Various mainstream news and social media will state the obvious, that society must open up its collective minds and common dialogue when it comes to far more progressively addressing the challenge of more fruitfully treating and preventing such illness in general.

But they will typically fail to address the problem of ill men, or even boys, refusing to open up and/or ask for help due to their fear of being perceived by peers, etcetera, as weak/non-masculine. The social ramifications exist all around us; indeed, it is endured, however silently, by males of/with whom we are aware/familiar or to whom so many of us are closely related.

Even today, there remains a mentality, albeit perhaps a subconscious one: Men can take care of themselves, and boys often are basically little men. It could be the same mentality that might help explain why the book Childhood Disrupted was only able to include one man among its six interviewed adult subjects, there presumably being such a small pool of ACE-traumatized men willing to formally tell his own story of childhood abuse. Yet more evidence of a continuing subtle societal take-it-like-a-man mindset, one in which so many men will choose to abstain from ‘complaining’ about their torturous youth, as that is what ‘real men’ do.

Without doubt, writes the author of The Highly Sensitive Man (2019, Tom Falkenstein, Ch.1), ‘real-man’ conformity stubbornly remains. There are “numerous psychological studies over the last forty years that tell us that, despite huge social change, the stereotypical image of the ‘strong man’ is still firmly with us at all ages, in all ethnic groups, and among all socio-economic backgrounds. In the face of problems, men tend not to seek out emotional or professional help from other people.
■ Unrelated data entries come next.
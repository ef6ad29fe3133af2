//! Hybrid stores: a relational primary composed with a legacy secondary.
//!
//! New writes go to the primary. Reads prefer the primary and fall back to
//! the secondary; listings merge both with primary precedence.

pub mod config;
pub mod locks;
pub mod policy;
pub mod status;
pub mod subscriber;

pub use config::HybridConfigStore;
pub use locks::KeyedLocks;
pub use policy::HybridPolicyStore;
pub use status::HybridStatusStore;
pub use subscriber::HybridSubscriberStore;
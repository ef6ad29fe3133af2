//! Relational configuration store.

use async_trait::async_trait;
use std::sync::Arc;
use warden_core::{EntitlementError, EntitlementResult, TenantId};

use crate::backend::ConfigBackend;
use crate::store::ConfigStore;

pub struct RelationalConfigStore {
    backend: Arc<dyn ConfigBackend>,
}

impl RelationalConfigStore {
    pub fn new(backend: Arc<dyn ConfigBackend>) -> Self {
        Self { backend }
    }
}

#[async_trait]
impl ConfigStore for RelationalConfigStore {
    async fn get_global_policy_algorithm_name(
        &self,
        tenant: TenantId,
    ) -> EntitlementResult<Option<String>> {
        let name = self.backend.get_policy_combining_algorithm(tenant).await?;
        Ok(name.filter(|n| !n.trim().is_empty()))
    }

    async fn set_global_policy_algorithm(
        &self,
        name: &str,
        tenant: TenantId,
    ) -> EntitlementResult<()> {
        if name.trim().is_empty() {
            return Err(EntitlementError::new("policy combining algorithm must not be empty"));
        }
        let stored = self.backend.get_policy_combining_algorithm(tenant).await?;
        if stored.is_some() {
            self.backend.update_policy_combining_algorithm(name, tenant).await
        } else {
            self.backend.insert_policy_combining_algorithm(name, tenant).await
        }
    }

    /// The relational setting can only be replaced.
    async fn delete_global_policy_algorithm(&self, tenant: TenantId) -> EntitlementResult<()> {
        Err(EntitlementError::new(format!(
            "policy combining algorithm of tenant {tenant} cannot be deleted, only replaced"
        )))
    }
}
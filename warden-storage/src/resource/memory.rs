//! In-memory resource tree.

use async_trait::async_trait;
use std::collections::{BTreeMap, BTreeSet};
use std::sync::{Arc, RwLock};
use warden_core::{EntitlementError, EntitlementResult, TenantId};

use super::{Resource, ResourceStore};

fn normalize(path: &str) -> String {
    let trimmed = path.trim().trim_end_matches('/');
    if trimmed.starts_with('/') {
        trimmed.to_string()
    } else {
        format!("/{trimmed}")
    }
}

/// Resource tree kept in an ordered map per tenant, so subtree operations are
/// range scans over the path prefix.
#[derive(Debug, Clone, Default)]
pub struct InMemoryResourceStore {
    tree: Arc<RwLock<BTreeMap<(TenantId, String), Resource>>>,
}

impl InMemoryResourceStore {
    pub fn new() -> Self {
        Self::default()
    }

    /// Number of resources stored for a tenant.
    pub fn len(&self, tenant: TenantId) -> usize {
        self.tree
            .read()
            .map(|tree| tree.keys().filter(|(owner, _)| *owner == tenant).count())
            .unwrap_or(0)
    }

    pub fn is_empty(&self, tenant: TenantId) -> bool {
        self.len(tenant) == 0
    }
}

#[async_trait]
impl ResourceStore for InMemoryResourceStore {
    async fn get(&self, path: &str, tenant: TenantId) -> EntitlementResult<Option<Resource>> {
        let tree = self
            .tree
            .read()
            .map_err(|_| EntitlementError::lock_poisoned("resource tree"))?;
        Ok(tree.get(&(tenant, normalize(path))).cloned())
    }

    async fn put(&self, path: &str, resource: Resource, tenant: TenantId) -> EntitlementResult<()> {
        let mut tree = self
            .tree
            .write()
            .map_err(|_| EntitlementError::lock_poisoned("resource tree"))?;
        tree.insert((tenant, normalize(path)), resource);
        Ok(())
    }

    async fn delete(&self, path: &str, tenant: TenantId) -> EntitlementResult<()> {
        let path = normalize(path);
        let subtree = format!("{path}/");
        let mut tree = self
            .tree
            .write()
            .map_err(|_| EntitlementError::lock_poisoned("resource tree"))?;
        tree.retain(|(owner, p), _| !(*owner == tenant && (*p == path || p.starts_with(&subtree))));
        Ok(())
    }

    async fn exists(&self, path: &str, tenant: TenantId) -> EntitlementResult<bool> {
        let tree = self
            .tree
            .read()
            .map_err(|_| EntitlementError::lock_poisoned("resource tree"))?;
        Ok(tree.contains_key(&(tenant, normalize(path))))
    }

    async fn children(&self, path: &str, tenant: TenantId) -> EntitlementResult<Vec<String>> {
        let prefix = format!("{}/", normalize(path));
        let tree = self
            .tree
            .read()
            .map_err(|_| EntitlementError::lock_poisoned("resource tree"))?;
        let children: BTreeSet<String> = tree
            .range((tenant, prefix.clone())..)
            .take_while(|((owner, p), _)| *owner == tenant && p.starts_with(&prefix))
            .filter_map(|((_, p), _)| {
                let rest = &p[prefix.len()..];
                let name = rest.split('/').next().filter(|n| !n.is_empty())?;
                Some(format!("{prefix}{name}"))
            })
            .collect();
        Ok(children.into_iter().collect())
    }
}
//! Legacy status store. A key's history is one JSON array, oldest first.

use async_trait::async_trait;
use std::sync::Arc;
use warden_core::{
    EntitlementResult, StatusAbout, StatusEntry, StatusSettings, StatusType, TenantId,
};

use super::read_json;
use crate::resource::{child_path, status_root, Resource, ResourceStore};
use crate::store::{contains_delete, select_status, StatusStore};

pub struct LegacyStatusStore {
    resources: Arc<dyn ResourceStore>,
    settings: StatusSettings,
}

impl LegacyStatusStore {
    pub fn new(resources: Arc<dyn ResourceStore>, settings: StatusSettings) -> Self {
        Self { resources, settings }
    }

    fn path(about: StatusAbout, key: &str) -> String {
        child_path(status_root(about), key)
    }

    async fn history(
        &self,
        about: StatusAbout,
        key: &str,
        tenant: TenantId,
    ) -> EntitlementResult<Vec<StatusEntry>> {
        let stored: Option<Vec<StatusEntry>> =
            read_json(self.resources.as_ref(), &Self::path(about, key), tenant).await?;
        Ok(stored.unwrap_or_default())
    }
}

#[async_trait]
impl StatusStore for LegacyStatusStore {
    async fn handle(
        &self,
        about: StatusAbout,
        key: &str,
        entries: &[StatusEntry],
        tenant: TenantId,
    ) -> EntitlementResult<()> {
        if contains_delete(entries) {
            return self.delete_status(about, key, tenant).await;
        }
        if entries.is_empty() {
            return Ok(());
        }
        let mut history = self.history(about, key, tenant).await?;
        history.extend_from_slice(entries);
        let excess = history.len().saturating_sub(self.settings.max_records);
        history.drain(..excess);
        self.resources
            .put(&Self::path(about, key), Resource::from_json(&history)?, tenant)
            .await
    }

    async fn get_status_data(
        &self,
        about: StatusAbout,
        key: &str,
        status_type: Option<StatusType>,
        search: &str,
        tenant: TenantId,
    ) -> EntitlementResult<Vec<StatusEntry>> {
        let history = self.history(about, key, tenant).await?;
        select_status(history, status_type, search)
    }

    async fn delete_status(
        &self,
        about: StatusAbout,
        key: &str,
        tenant: TenantId,
    ) -> EntitlementResult<()> {
        self.resources.delete(&Self::path(about, key), tenant).await
    }
}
They use, more often than women, alcohol or drugs to numb unpleasant feelings and, in crises, tend to try to deal with things on their own, instead of searching out closeness or help from others.  
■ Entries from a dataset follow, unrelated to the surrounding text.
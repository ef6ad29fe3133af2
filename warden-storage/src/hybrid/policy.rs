//! Hybrid policy store.

use async_trait::async_trait;
use std::sync::Arc;
use warden_core::{merge_dedup, EntitlementResult, PolicyRecord, PublishedPolicy, TenantId};

use crate::store::PolicyStore;

pub struct HybridPolicyStore<P: ?Sized, S: ?Sized> {
    primary: Arc<P>,
    secondary: Arc<S>,
}

impl<P, S> HybridPolicyStore<P, S>
where
    P: PolicyStore + ?Sized,
    S: PolicyStore + ?Sized,
{
    pub fn new(primary: Arc<P>, secondary: Arc<S>) -> Self {
        Self { primary, secondary }
    }
}

#[async_trait]
impl<P, S> PolicyStore for HybridPolicyStore<P, S>
where
    P: PolicyStore + ?Sized,
    S: PolicyStore + ?Sized,
{
    /// A policy the primary has never seen is mirrored into the legacy store
    /// when versioning is off, so legacy readers keep seeing it.
    async fn add_or_update_policy(
        &self,
        policy: &PolicyRecord,
        enable_versioning: bool,
        tenant: TenantId,
    ) -> EntitlementResult<()> {
        if !enable_versioning && !self.primary.exists(&policy.policy_id, tenant).await? {
            self.secondary
                .add_or_update_policy(policy, enable_versioning, tenant)
                .await?;
        }
        self.primary
            .add_or_update_policy(policy, enable_versioning, tenant)
            .await
    }

    async fn get_pap_policy(
        &self,
        policy_id: &str,
        tenant: TenantId,
    ) -> EntitlementResult<Option<PolicyRecord>> {
        match self.primary.get_pap_policy(policy_id, tenant).await? {
            Some(policy) => Ok(Some(policy)),
            None => self.secondary.get_pap_policy(policy_id, tenant).await,
        }
    }

    async fn get_pap_policies(
        &self,
        policy_ids: &[String],
        tenant: TenantId,
    ) -> EntitlementResult<Vec<PolicyRecord>> {
        let primary = self.primary.get_pap_policies(policy_ids, tenant).await?;
        let secondary = self.secondary.get_pap_policies(policy_ids, tenant).await?;
        Ok(merge_dedup(&primary, &secondary))
    }

    async fn get_policy(
        &self,
        policy_id: &str,
        version: Option<&str>,
        tenant: TenantId,
    ) -> EntitlementResult<Option<PolicyRecord>> {
        match self.primary.get_policy(policy_id, version, tenant).await {
            Ok(Some(policy)) => return Ok(Some(policy)),
            Ok(None) => {}
            Err(e) => tracing::debug!(
                tenant = %tenant,
                policy_id,
                error = %e,
                "primary policy lookup failed, trying legacy store"
            ),
        }
        self.secondary.get_policy(policy_id, version, tenant).await
    }

    async fn get_versions(
        &self,
        policy_id: &str,
        tenant: TenantId,
    ) -> EntitlementResult<Vec<String>> {
        let primary = self.primary.get_versions(policy_id, tenant).await?;
        let secondary = self.secondary.get_versions(policy_id, tenant).await?;
        Ok(merge_dedup(&primary, &secondary))
    }

    async fn list_policy_ids(&self, tenant: TenantId) -> EntitlementResult<Vec<String>> {
        let primary = self.primary.list_policy_ids(tenant).await?;
        let secondary = self.secondary.list_policy_ids(tenant).await?;
        Ok(merge_dedup(&primary, &secondary))
    }

    async fn remove_policy(&self, policy_id: &str, tenant: TenantId) -> EntitlementResult<()> {
        if self.primary.exists(policy_id, tenant).await? {
            self.primary.remove_policy(policy_id, tenant).await?;
        }
        self.secondary.remove_policy(policy_id, tenant).await
    }

    async fn publish_policy(
        &self,
        policy: &PublishedPolicy,
        tenant: TenantId,
    ) -> EntitlementResult<()> {
        if self.primary.exists(&policy.policy_id, tenant).await? {
            self.primary.publish_policy(policy, tenant).await
        } else {
            self.secondary.publish_policy(policy, tenant).await
        }
    }

    async fn is_published(&self, policy_id: &str, tenant: TenantId) -> EntitlementResult<bool> {
        if self.primary.is_published(policy_id, tenant).await? {
            return Ok(true);
        }
        self.secondary.is_published(policy_id, tenant).await
    }

    async fn get_published_policy(
        &self,
        policy_id: &str,
        tenant: TenantId,
    ) -> EntitlementResult<Option<PublishedPolicy>> {
        match self.primary.get_published_policy(policy_id, tenant).await? {
            Some(policy) => Ok(Some(policy)),
            None => self.secondary.get_published_policy(policy_id, tenant).await,
        }
    }

    async fn list_published_policy_ids(&self, tenant: TenantId) -> EntitlementResult<Vec<String>> {
        let primary = self.primary.list_published_policy_ids(tenant).await?;
        let secondary = self.secondary.list_published_policy_ids(tenant).await?;
        Ok(merge_dedup(&primary, &secondary))
    }

    async fn unpublish_policy(&self, policy_id: &str, tenant: TenantId) -> EntitlementResult<()> {
        if self.primary.exists(policy_id, tenant).await? {
            self.primary.unpublish_policy(policy_id, tenant).await
        } else {
            self.secondary.unpublish_policy(policy_id, tenant).await
        }
    }

    async fn exists(&self, policy_id: &str, tenant: TenantId) -> EntitlementResult<bool> {
        if self.primary.exists(policy_id, tenant).await? {
            return Ok(true);
        }
        self.secondary.exists(policy_id, tenant).await
    }
}

#[cfg(test)]
mod tests {
    use super::*;
    use crate::backend::InMemoryRelationalStore;
    use crate::legacy::LegacyPolicyStore;
    use crate::relational::RelationalPolicyStore;
    use crate::resource::InMemoryResourceStore;
    use warden_core::EntitlementError;

    const TENANT: TenantId = TenantId::new(1);

    type Hybrid = HybridPolicyStore<RelationalPolicyStore, LegacyPolicyStore>;

    fn hybrid() -> (Hybrid, Arc<RelationalPolicyStore>, Arc<LegacyPolicyStore>) {
        let primary = Arc::new(RelationalPolicyStore::new(Arc::new(InMemoryRelationalStore::new())));
        let secondary = Arc::new(LegacyPolicyStore::new(Arc::new(InMemoryResourceStore::new())));
        (HybridPolicyStore::new(primary.clone(), secondary.clone()), primary, secondary)
    }

    #[tokio::test]
    async fn test_new_policy_is_mirrored_once() {
        let (store, primary, secondary) = hybrid();
        store.add_or_update_policy(&PolicyRecord::new("p", "v1"), false, TENANT).await.unwrap();
        store.add_or_update_policy(&PolicyRecord::new("p", "v2"), false, TENANT).await.unwrap();

        assert_eq!(primary.get_pap_policy("p", TENANT).await.unwrap().unwrap().body, "v2");
        // The mirror is written only while the primary lacks the record.
        assert_eq!(secondary.get_pap_policy("p", TENANT).await.unwrap().unwrap().body, "v1");
        assert_eq!(store.list_policy_ids(TENANT).await.unwrap(), vec!["p"]);
        assert_eq!(store.get_pap_policy("p", TENANT).await.unwrap().unwrap().body, "v2");
    }

    #[tokio::test]
    async fn test_versioned_add_skips_legacy() {
        let (store, _, secondary) = hybrid();
        store.add_or_update_policy(&PolicyRecord::new("p", "v1"), true, TENANT).await.unwrap();
        assert!(!secondary.exists("p", TENANT).await.unwrap());
        assert!(store.exists("p", TENANT).await.unwrap());
    }

    #[tokio::test]
    async fn test_legacy_only_records_remain_visible() {
        let (store, primary, secondary) = hybrid();
        secondary.add_or_update_policy(&PolicyRecord::new("old", "legacy"), false, TENANT).await.unwrap();
        primary.add_or_update_policy(&PolicyRecord::new("new", "fresh"), false, TENANT).await.unwrap();

        assert_eq!(store.list_policy_ids(TENANT).await.unwrap(), vec!["new", "old"]);
        assert_eq!(store.get_pap_policies(&[], TENANT).await.unwrap().len(), 2);
        assert_eq!(store.get_policy("old", None, TENANT).await.unwrap().unwrap().body, "legacy");
        assert_eq!(store.get_versions("old", TENANT).await.unwrap(), vec!["1"]);
    }

    #[tokio::test]
    async fn test_publish_routes_by_primary_presence() {
        let (store, primary, secondary) = hybrid();
        let old = PolicyRecord::new("old", "legacy");
        secondary.add_or_update_policy(&old, false, TENANT).await.unwrap();
        let new = PolicyRecord::new("new", "fresh");
        primary.add_or_update_policy(&new, false, TENANT).await.unwrap();

        store.publish_policy(&old.to_published(), TENANT).await.unwrap();
        store.publish_policy(&new.to_published(), TENANT).await.unwrap();
        assert!(secondary.is_published("old", TENANT).await.unwrap());
        assert!(!primary.is_published("old", TENANT).await.unwrap());
        assert!(primary.is_published("new", TENANT).await.unwrap());

        assert!(store.is_published("old", TENANT).await.unwrap());
        assert_eq!(store.get_published_policy("old", TENANT).await.unwrap().unwrap().body, "legacy");
        assert_eq!(store.list_published_policy_ids(TENANT).await.unwrap(), vec!["new", "old"]);

        store.unpublish_policy("old", TENANT).await.unwrap();
        assert!(!store.is_published("old", TENANT).await.unwrap());
    }

    #[tokio::test]
    async fn test_remove_clears_both() {
        let (store, primary, secondary) = hybrid();
        store.add_or_update_policy(&PolicyRecord::new("p", "v1"), false, TENANT).await.unwrap();
        store.remove_policy("p", TENANT).await.unwrap();
        assert!(!primary.exists("p", TENANT).await.unwrap());
        assert!(!secondary.exists("p", TENANT).await.unwrap());
        store.remove_policy("p", TENANT).await.unwrap();
    }

    struct Unavailable;

    #[async_trait]
    impl PolicyStore for Unavailable {
        async fn add_or_update_policy(&self, _: &PolicyRecord, _: bool, _: TenantId) -> EntitlementResult<()> {
            Err(EntitlementError::new("unavailable"))
        }
        async fn get_pap_policy(&self, _: &str, _: TenantId) -> EntitlementResult<Option<PolicyRecord>> {
            Err(EntitlementError::new("unavailable"))
        }
        async fn get_pap_policies(&self, _: &[String], _: TenantId) -> EntitlementResult<Vec<PolicyRecord>> {
            Err(EntitlementError::new("unavailable"))
        }
        async fn get_policy(&self, _: &str, _: Option<&str>, _: TenantId) -> EntitlementResult<Option<PolicyRecord>> {
            Err(EntitlementError::new("unavailable"))
        }
        async fn get_versions(&self, _: &str, _: TenantId) -> EntitlementResult<Vec<String>> {
            Err(EntitlementError::new("unavailable"))
        }
        async fn list_policy_ids(&self, _: TenantId) -> EntitlementResult<Vec<String>> {
            Err(EntitlementError::new("unavailable"))
        }
        async fn remove_policy(&self, _: &str, _: TenantId) -> EntitlementResult<()> {
            Err(EntitlementError::new("unavailable"))
        }
        async fn publish_policy(&self, _: &PublishedPolicy, _: TenantId) -> EntitlementResult<()> {
            Err(EntitlementError::new("unavailable"))
        }
        async fn is_published(&self, _: &str, _: TenantId) -> EntitlementResult<bool> {
            Err(EntitlementError::new("unavailable"))
        }
        async fn get_published_policy(&self, _: &str, _: TenantId) -> EntitlementResult<Option<PublishedPolicy>> {
            Err(EntitlementError::new("unavailable"))
        }
        async fn list_published_policy_ids(&self, _: TenantId) -> EntitlementResult<Vec<String>> {
            Err(EntitlementError::new("unavailable"))
        }
        async fn unpublish_policy(&self, _: &str, _: TenantId) -> EntitlementResult<()> {
            Err(EntitlementError::new("unavailable"))
        }
        async fn exists(&self, _: &str, _: TenantId) -> EntitlementResult<bool> {
            Err(EntitlementError::new("unavailable"))
        }
    }

    #[tokio::test]
    async fn test_get_policy_falls_back_on_primary_error() {
        let secondary = Arc::new(LegacyPolicyStore::new(Arc::new(InMemoryResourceStore::new())));
        secondary.add_or_update_policy(&PolicyRecord::new("p", "legacy"), false, TENANT).await.unwrap();
        let store = HybridPolicyStore::new(Arc::new(Unavailable), secondary);

        let found = store.get_policy("p", Some("1"), TENANT).await.unwrap().unwrap();
        assert_eq!(found.body, "legacy");
        // Other reads do not swallow primary failures.
        assert!(store.get_pap_policy("p", TENANT).await.is_err());
    }
}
“While it is true that a higher percentage of women than men will be diagnosed with an anxiety disorder or a depressive episode, the suicide rate among men is much higher. In the United States, the suicide rate is notably higher in men than in women. According to data from the Centers for Disease Control and Prevention, men account for 77 percent of the forty-five thousand people who kill themselves every year in the United States.

“In fact, men commit suicide more than women everywhere in the world. Men are more likely to suffer from addiction, and when men discuss depressive symptoms with their doctor, they are less likely than women to be diagnosed with depression and consequently don't receive adequate therapeutic and pharmacological treatment. ...

“This is backed up by numerous psychological studies over the last forty years that tell us that, despite huge social change, the stereotypical image of the ‘strong man’ is still firmly with us at all ages, in all ethnic groups, and among all socio-economic backgrounds. In the face of problems, men tend not to seek out emotional or professional help from other people. They use, more often than women, alcohol or drugs to numb unpleasant feelings and, in crises, tend to try to deal with things on their own, instead of searching out closeness or help from others.”